GIRO HISTORICO DE LOS CDC
La iniciativa argentina no es un hecho aislado. Se produce en sintonía con un cambio de rumbo drástico en la política sanitaria de los Estados Unidos. El 5 de enero último, el director interino de los Centros para el Control y la Prevención de Enfermedades (CDC), Jim O'Neill, firmó un memorándum decisivo para actualizar el esquema de inmunización infantil.
Bajo la dirección del Secretario de Salud, Robert F. Kennedy Jr., los organismos estadounidenses iniciaron una revisión exhaustiva para alinear su calendario con el "consenso internacional". El informe técnico reveló que EE. UU. era un caso atípico: en 2024, recomendaba vacunas para 18 enfermedades, el doble que países como Dinamarca (que protege contra 10).
El nuevo enfoque estadounidense divide las vacunas en tres categorías: recomendadas para todos los niños, recomendadas para grupos de alto riesgo; y basadas en la decisión clínica compartida.
Este último punto es clave, ya que empodera a padres y médicos para decidir individualmente, basándose en el riesgo y la transparencia, buscando reconstruir la confianza pública que, según los propios CDC, se desplomó entre 2020 y 2024.
Uno de los cambios más significativos en aquel país ocurrió en diciembre de 2025, cuando los CDC eliminaron la recomendación universal de vacunar contra la Hepatitis B a todos los recién nacidos de madres que testean negativo para el virus.
A partir de esa fecha, la administración de la dosis inicial se desplaza, como sugerencia, hacia los dos meses de vida, dejando la aplicación al nacer reservada únicamente para casos donde la madre es portadora. “Esta medida responde a cuestionamientos sobre la falta de estudios de seguridad a largo plazo y la desproporción entre el riesgo de contagio en neonatos y la carga inmunológica de la vacuna en las primeras horas de vida”, explicaron desde los CDC.

MAS ENFERMEDADES CRONICAS
En una entrevista con La Prensa, la doctora Liliana Szabó, pediatra con 47 años de trayectoria y una de las referentes del pedido de audiencia en la Argentina, profundizó en los motivos técnicos detrás de la desconfianza médica hacia el calendario actual.

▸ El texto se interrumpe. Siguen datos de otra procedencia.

//! Segment scheduler integration tests

mod helpers;

use helpers::{FakeDecoder, RecordingSink, ScriptedFetcher, TS};
use piradio_ap::http::Fetched;
use piradio_ap::playlist::{parse_playlist, Segment};
use piradio_ap::audio::streaming_decoder;
use piradio_ap::scheduler::{BatchOutcome, SegmentScheduler, StreamStop};
use piradio_ap::scratch::ScratchArea;
use piradio_ap::sequence::SequenceTracker;
use piradio_ap::Error;
use tempfile::TempDir;
use tokio_util::sync::CancellationToken;

const BASE: &str = "http://h/live.m3u8";

fn segments(start: i64, uris: &[&str]) -> Vec<Segment> {
    uris.iter()
        .enumerate()
        .map(|(i, uri)| Segment {
            sequence: start + i as i64,
            uri: uri.to_string(),
        })
        .collect()
}

fn tracker_before(start: i64) -> SequenceTracker {
    let playlist = parse_playlist(&format!("#EXT-X-MEDIA-SEQUENCE:{}\na.ts\nb.ts\n", start)).unwrap();
    SequenceTracker::start_at(&playlist)
}

#[tokio::test(flavor = "multi_thread")]
async fn test_batch_plays_in_order_and_records_each_segment() {
    let fetcher = ScriptedFetcher::new();
    fetcher.reply("http://h/a.ts", TS, "a");
    fetcher.reply("http://h/b.ts", TS, "b");
    let decoder = FakeDecoder::new();
    let sink = RecordingSink::new();
    let mut scheduler = SegmentScheduler::new(decoder.clone(), sink.clone(), ScratchArea::disabled());
    let mut tracker = tracker_before(4);

    let outcome = scheduler
        .run(
            &fetcher,
            BASE,
            &segments(4, &["a.ts", "b.ts"]),
            &mut tracker,
            &CancellationToken::new(),
        )
        .await
        .unwrap();

    assert_eq!(
        outcome,
        BatchOutcome {
            played: 2,
            cancelled: false
        }
    );
    assert_eq!(fetcher.requests(), vec!["http://h/a.ts", "http://h/b.ts"]);
    assert_eq!(decoder.decoded(), vec!["a", "b"]);
    assert_eq!(tracker.last_played(), Some(5));
    assert_eq!(sink.log().frames_written, 8);
}

#[tokio::test(flavor = "multi_thread")]
async fn test_fetch_failure_aborts_remaining_segments() {
    let fetcher = ScriptedFetcher::new();
    fetcher.reply("http://h/a.ts", TS, "a");
    fetcher.fail("http://h/b.ts", "timed out");
    fetcher.reply("http://h/c.ts", TS, "c");
    let decoder = FakeDecoder::new();
    let mut scheduler =
        SegmentScheduler::new(decoder.clone(), RecordingSink::new(), ScratchArea::disabled());
    let mut tracker = tracker_before(1);

    let result = scheduler
        .run(
            &fetcher,
            BASE,
            &segments(1, &["a.ts", "b.ts", "c.ts"]),
            &mut tracker,
            &CancellationToken::new(),
        )
        .await;

    assert!(matches!(result, Err(Error::Fetch { .. })));
    assert_eq!(decoder.decoded(), vec!["a"]);
    assert_eq!(tracker.last_played(), Some(1));
    assert!(!fetcher.requests().contains(&"http://h/c.ts".to_string()));
}

#[tokio::test(flavor = "multi_thread")]
async fn test_sink_failure_is_surfaced() {
    let fetcher = ScriptedFetcher::new();
    fetcher.reply("http://h/a.ts", TS, "a");
    let mut scheduler =
        SegmentScheduler::new(FakeDecoder::new(), RecordingSink::failing(), ScratchArea::disabled());
    let mut tracker = tracker_before(1);

    let result = scheduler
        .run(
            &fetcher,
            BASE,
            &segments(1, &["a.ts"]),
            &mut tracker,
            &CancellationToken::new(),
        )
        .await;

    assert!(matches!(result, Err(Error::Sink(_))));
    assert_eq!(tracker.last_played(), Some(0));
}

#[tokio::test(flavor = "multi_thread")]
async fn test_cancelled_batch_starts_nothing() {
    let fetcher = ScriptedFetcher::new();
    fetcher.reply("http://h/a.ts", TS, "a");
    let mut scheduler =
        SegmentScheduler::new(FakeDecoder::new(), RecordingSink::new(), ScratchArea::disabled());
    let mut tracker = tracker_before(1);
    let cancel = CancellationToken::new();
    cancel.cancel();

    let outcome = scheduler
        .run(&fetcher, BASE, &segments(1, &["a.ts"]), &mut tracker, &cancel)
        .await
        .unwrap();

    assert!(outcome.cancelled);
    assert_eq!(outcome.played, 0);
    assert!(fetcher.requests().is_empty());
}

#[tokio::test(flavor = "multi_thread")]
async fn test_sink_reconfigured_only_on_format_change() {
    let fetcher = ScriptedFetcher::new();
    fetcher.reply("http://h/a.ts", TS, "a");
    fetcher.reply("http://h/b.ts", TS, "b");
    fetcher.reply("http://h/c.ts", TS, "mono c");
    let sink = RecordingSink::new();
    let mut scheduler =
        SegmentScheduler::new(FakeDecoder::new(), sink.clone(), ScratchArea::disabled());
    let mut tracker = tracker_before(1);

    scheduler
        .run(
            &fetcher,
            BASE,
            &segments(1, &["a.ts", "b.ts", "c.ts"]),
            &mut tracker,
            &CancellationToken::new(),
        )
        .await
        .unwrap();

    assert_eq!(sink.log().configured, vec![(44100, 2), (22050, 1)]);
}

#[tokio::test(flavor = "multi_thread")]
async fn test_segment_and_pcm_are_staged() {
    let temp = TempDir::new().unwrap();
    let scratch = ScratchArea::new(temp.path());
    scratch.prepare().unwrap();
    let mut scheduler = SegmentScheduler::new(FakeDecoder::new(), RecordingSink::new(), scratch);

    let fetched = Fetched {
        url: "http://h/clip.ts".to_string(),
        media_type: TS.to_string(),
        body: bytes::Bytes::from_static(b"clip"),
    };
    scheduler.play_unsequenced(&fetched).unwrap();

    assert_eq!(std::fs::read(temp.path().join("piradio.ts")).unwrap(), b"clip");
    // Eight f32 samples
    let pcm = std::fs::read(temp.path().join("piradio.pcm")).unwrap();
    assert_eq!(pcm.len(), 8 * 4);
}

#[test]
fn test_stream_without_data_ends_without_configuring() {
    let sink = RecordingSink::new();
    let mut scheduler = SegmentScheduler::new(FakeDecoder::new(), sink.clone(), ScratchArea::disabled());
    let (feeder, mut stream) = streaming_decoder();
    drop(feeder);

    let stopped = scheduler
        .play_stream(&mut stream, &CancellationToken::new())
        .unwrap();

    assert_eq!(stopped, StreamStop::Ended);
    let log = sink.log();
    assert!(log.configured.is_empty());
    assert_eq!(log.writes, 0);
}

#[test]
fn test_cancelled_stream_stops_before_reading() {
    let sink = RecordingSink::new();
    let mut scheduler = SegmentScheduler::new(FakeDecoder::new(), sink.clone(), ScratchArea::disabled());
    // Feeder stays alive: reading would block
    let (_feeder, mut stream) = streaming_decoder();
    let cancel = CancellationToken::new();
    cancel.cancel();

    let stopped = scheduler.play_stream(&mut stream, &cancel).unwrap();

    assert_eq!(stopped, StreamStop::Cancelled);
    assert!(sink.log().configured.is_empty());
}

Szabó señala una transformación radical en la práctica pediátrica: "Hace 45 años, un niño de un año recibía unos 9 o 10 antígenos. Hoy recibe 120. Esto se ha hecho sin estudios de necesidad, efectividad ni seguridad adecuados". 
Según la profesional, la falta de estudios contra "placebo real" (usando sustancias neutras en lugar de otras vacunas o coadyuvantes) invalida los estándares de seguridad vigentes.
Pero, además, la pediatra advierte sobre una correlación que observa en su consultorio: "En la práctica diaria vemos muchas más enfermedades nuevas, como el autismo regresivo. En los aproximadamente 100 casos de autismo que he atendido, no hay un solo niño que no esté vacunado", asegura. Para Szabó, las vacunas pueden actuar como disparadores epigenéticos en niños con predisposición genética al autismo.
En particular, la médica pediatra centró las críticas en la toxicidad y la falta de coherencia sanitaria. Al respecto, puso el foco en dos ejemplos específicos: “La vacuna de la hepatitis B contiene niveles de aluminio (neurotóxico) 30 veces superiores a lo aprobado por la OMS como no tóxico para un recién nacido”. En tanto que detalla que la vacuna BCG predispone a padecer bronquiolitis y problemas catarrales crónicos. 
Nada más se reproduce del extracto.